Adolescents’ brains differ from those of adults in important ways. Higher teen driver death rates are reported to be related to problems with behavior and emotion control9. The human brain isn’t fully developed until the early to mid-twenties, particularly the prefrontal cortex where impulse control, decision making and judgment are centered, thus compromising important functions related to safe driving. Some teenagers may also be impulsive, thrill seeking and more drawn to the rewards of risky behavior rather than wary of the negative consequences of such behaviors.
Driver Skills and Driving Behavior
Learning to drive safely takes time and extended practice, regardless of age. Many skills must be mastered. New drivers usually learn maneuvering skills such as steering, accelerating and braking relatively quickly. Meanwhile, more complex tasks such as visual search, risk and hazard perception, and appropriate responses to the latter, come with practice over a longer time period.
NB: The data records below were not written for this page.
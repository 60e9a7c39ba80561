// Copyright (c) 2025 ADBC Drivers Contributors
//
// Licensed under the Apache License, Version 2.0 (the "License");
// you may not use this file except in compliance with the License.
// You may obtain a copy of the License at
//
//     http://www.apache.org/licenses/LICENSE-2.0
//
// Unless required by applicable law or agreed to in writing, software
// distributed under the License is distributed on an "AS IS" BASIS,
// WITHOUT WARRANTIES OR CONDITIONS OF ANY KIND, either express or implied.
// See the License for the specific language governing permissions and
// limitations under the License.

//! Result retrieval types: output formats, content encodings and the
//! policies that map a response's `Content-Encoding` onto a decompressor.

use crate::error::{Error, Result};
use bytes::Bytes;
use std::fmt;
use std::str::FromStr;

/// One decoded result row (or any other MessagePack value in the stream).
pub type Record = rmpv::Value;

/// Compression codec applied to the result body.
#[derive(Debug, Clone, Copy, PartialEq, Eq, Default)]
pub enum CompressionCodec {
    /// Bytes are passed through unchanged.
    #[default]
    None,
    /// gzip container (RFC 1952).
    Gzip,
    /// zlib-wrapped deflate stream, as HTTP `deflate` denotes.
    Deflate,
}

impl CompressionCodec {
    pub fn is_compressed(&self) -> bool {
        !matches!(self, CompressionCodec::None)
    }
}

impl fmt::Display for CompressionCodec {
    fn fmt(&self, f: &mut fmt::Formatter<'_>) -> fmt::Result {
        f.write_str(match self {
            CompressionCodec::None => "none",
            CompressionCodec::Gzip => "gzip",
            CompressionCodec::Deflate => "deflate",
        })
    }
}

fn is_gzip(value: &str) -> bool {
    let value = value.trim();
    value.eq_ignore_ascii_case("gzip") || value.eq_ignore_ascii_case("x-gzip")
}

/// How a stream picks its decompressor from the `Content-Encoding` header.
///
/// Both conventions exist in deployed clients and produce different results
/// for responses without the header, so neither is the universal default.
#[derive(Debug, Clone, Copy, PartialEq, Eq)]
pub enum EncodingPolicy {
    /// Decompress only bodies declared as `gzip`; pass everything else through.
    Explicit,
    /// Always decompress. `deflate` selects zlib; any other value, including
    /// a missing header, selects gzip.
    AssumeGzip,
}

impl EncodingPolicy {
    /// Select the codec for a session from its content-encoding header.
    pub fn select(self, content_encoding: Option<&str>) -> CompressionCodec {
        match self {
            EncodingPolicy::Explicit => match content_encoding {
                Some(ce) if is_gzip(ce) => CompressionCodec::Gzip,
                _ => CompressionCodec::None,
            },
            EncodingPolicy::AssumeGzip => match content_encoding {
                Some(ce) if ce.trim().eq_ignore_ascii_case("deflate") => {
                    CompressionCodec::Deflate
                }
                _ => CompressionCodec::Gzip,
            },
        }
    }

    pub fn as_str(&self) -> &'static str {
        match self {
            EncodingPolicy::Explicit => "explicit",
            EncodingPolicy::AssumeGzip => "assume-gzip",
        }
    }
}

impl FromStr for EncodingPolicy {
    type Err = Error;

    fn from_str(s: &str) -> Result<Self> {
        match s.trim().to_ascii_lowercase().as_str() {
            "explicit" | "direct" => Ok(EncodingPolicy::Explicit),
            "assume-gzip" | "assume_gzip" | "legacy" => Ok(EncodingPolicy::AssumeGzip),
            other => Err(Error::InvalidConfig(format!(
                "unknown decompression policy '{}' (expected 'explicit' or 'assume-gzip')",
                other
            ))),
        }
    }
}

/// Output format requested from the result endpoint.
#[derive(Debug, Clone, PartialEq, Eq)]
pub enum ResultFormat {
    MessagePack,
    MessagePackGz,
    Json,
    Csv,
    Tsv,
    /// Any other format name the server understands.
    Other(String),
}

impl ResultFormat {
    pub fn as_str(&self) -> &str {
        match self {
            ResultFormat::MessagePack => "msgpack",
            ResultFormat::MessagePackGz => "msgpack.gz",
            ResultFormat::Json => "json",
            ResultFormat::Csv => "csv",
            ResultFormat::Tsv => "tsv",
            ResultFormat::Other(name) => name,
        }
    }

    /// True when the body can be decoded into [`Record`]s as it streams.
    pub fn is_record_stream(&self) -> bool {
        matches!(self, ResultFormat::MessagePack)
    }
}

impl fmt::Display for ResultFormat {
    fn fmt(&self, f: &mut fmt::Formatter<'_>) -> fmt::Result {
        f.write_str(self.as_str())
    }
}

impl From<&str> for ResultFormat {
    fn from(s: &str) -> Self {
        match s.trim().to_ascii_lowercase().as_str() {
            "msgpack" => ResultFormat::MessagePack,
            "msgpack.gz" => ResultFormat::MessagePackGz,
            "json" => ResultFormat::Json,
            "csv" => ResultFormat::Csv,
            "tsv" => ResultFormat::Tsv,
            _ => ResultFormat::Other(s.trim().to_string()),
        }
    }
}

/// Outcome of a collect-all fetch.
#[derive(Debug, Clone, PartialEq)]
pub enum JobResult {
    /// Decoded rows of a `msgpack` result.
    Records(Vec<Record>),
    /// Decompressed body of any other format.
    Raw(Bytes),
}

impl JobResult {
    pub fn records(&self) -> Option<&[Record]> {
        match self {
            JobResult::Records(records) => Some(records),
            JobResult::Raw(_) => None,
        }
    }

    pub fn into_records(self) -> Option<Vec<Record>> {
        match self {
            JobResult::Records(records) => Some(records),
            JobResult::Raw(_) => None,
        }
    }

    pub fn raw(&self) -> Option<&Bytes> {
        match self {
            JobResult::Raw(bytes) => Some(bytes),
            JobResult::Records(_) => None,
        }
    }
}

/// A record together with the compressed bytes consumed when it became
/// available.
#[derive(Debug, Clone, PartialEq)]
pub struct ProgressRecord {
    pub record: Record,
    pub compressed_bytes: u64,
}
//! Transport abstraction — any bidirectional message channel.
//!
//! Concrete implementations:
//! - In-process message port to an embedded simulator
//!   ([`PortTransport`](crate::adapters::port_transport::PortTransport))
//! - Length-prefixed JSON over a byte link
//!   ([`StreamTransport`](crate::adapters::stream_transport::StreamTransport))
//!
//! The engine is generic over `Transport`, so adding a new channel
//! requires zero changes to the RPC logic.  Inbound traffic flows the
//! other way: the adapter is handed an [`Inbound`] sink and calls it for
//! every message, close and error it observes.  Adapters do not retry or
//! reconnect.

use std::rc::Weak;

use futures_lite::future::BoxedLocal;
use futures_lite::FutureExt;
use log::debug;

use crate::error::TransportError;

use super::engine::EngineShared;
use super::message::ChannelMessage;

/// Bidirectional message channel.
pub trait Transport {
    /// Install the sink for inbound messages, closes and errors.
    /// Called once, when the engine takes ownership of the adapter.
    fn attach(&mut self, inbound: Inbound);

    /// Future that completes once the channel is usable.
    fn connect(&mut self) -> BoxedLocal<Result<(), TransportError>>;

    /// Enqueue `message` for delivery.  Fire-and-forget: `Ok` means
    /// accepted, not delivered.
    fn send(&mut self, message: &ChannelMessage) -> Result<(), TransportError>;

    /// Terminate the channel.  Must be idempotent.
    fn close(&mut self);
}

/// Engine-side sink for inbound channel traffic.
///
/// Holds only a weak reference: once the engine is dropped, deliveries
/// are discarded.
#[derive(Clone)]
pub struct Inbound {
    engine: Weak<EngineShared>,
}

impl Inbound {
    pub(crate) fn new(engine: Weak<EngineShared>) -> Self {
        Self { engine }
    }

    /// Deliver one decoded message.
    pub fn on_message(&self, message: ChannelMessage) {
        match self.engine.upgrade() {
            Some(engine) => engine.process_message(message),
            None => debug!("IO: engine gone, dropping inbound message"),
        }
    }

    /// Report that the channel closed.  Terminal.
    pub fn on_close(&self, code: u16, reason: &str) {
        if let Some(engine) = self.engine.upgrade() {
            engine.handle_transport_close(code, reason);
        }
    }

    /// Report a channel-level failure.
    pub fn on_error(&self, error: &TransportError) {
        if let Some(engine) = self.engine.upgrade() {
            engine.handle_transport_error(error);
        }
    }
}

impl core::fmt::Debug for Inbound {
    fn fmt(&self, f: &mut core::fmt::Formatter<'_>) -> core::fmt::Result {
        f.debug_struct("Inbound")
            .field("attached", &(self.engine.strong_count() > 0))
            .finish()
    }
}

/// A null transport that discards all sends and never delivers anything.
/// Useful as a placeholder while no simulator is attached.
pub struct NullTransport;

impl Transport for NullTransport {
    fn attach(&mut self, _inbound: Inbound) {}

    fn connect(&mut self) -> BoxedLocal<Result<(), TransportError>> {
        async { Ok(()) }.boxed_local()
    }

    fn send(&mut self, _message: &ChannelMessage) -> Result<(), TransportError> {
        Ok(())
    }

    fn close(&mut self) {}
}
Novice drivers’ attention can be easily overloaded such that their ability to pay attention to multiple activities on the road (e.g., pedestrians and cross traffic) is limited. There is evidence novice drivers are less able to assess hazards in the traffic environment and their visual search patterns are less attuned to detect potential future risks10. Observational studies have documented the tendency for teen drivers to speed and allow shorter following distances11 12. These risky behaviors are exacerbated in the presence of teen passengers.
Reducing the Problem
One of the biggest challenges in addressing the dangers of speeding is that this behavior is widely accepted nationwide. The U.S. has a culture of speeding in which many drivers view speed limits as minimums rather than the maximums based on ideal conditions. According to the “2019 AAA Safety Culture Index,” 48.3% of motorists reported exceeding the posted speed limit by 15 mph on highways, while 41.5% admitted driving 10 mph over the posted speed limit on residential streets in the past month13. The latest speed research conducted for NHTSA confirms what the motoring public admits: 68% are exceeding the posted speed limit on limited access roads and 56% and 58% are doing so on arterials and collectors, respectively.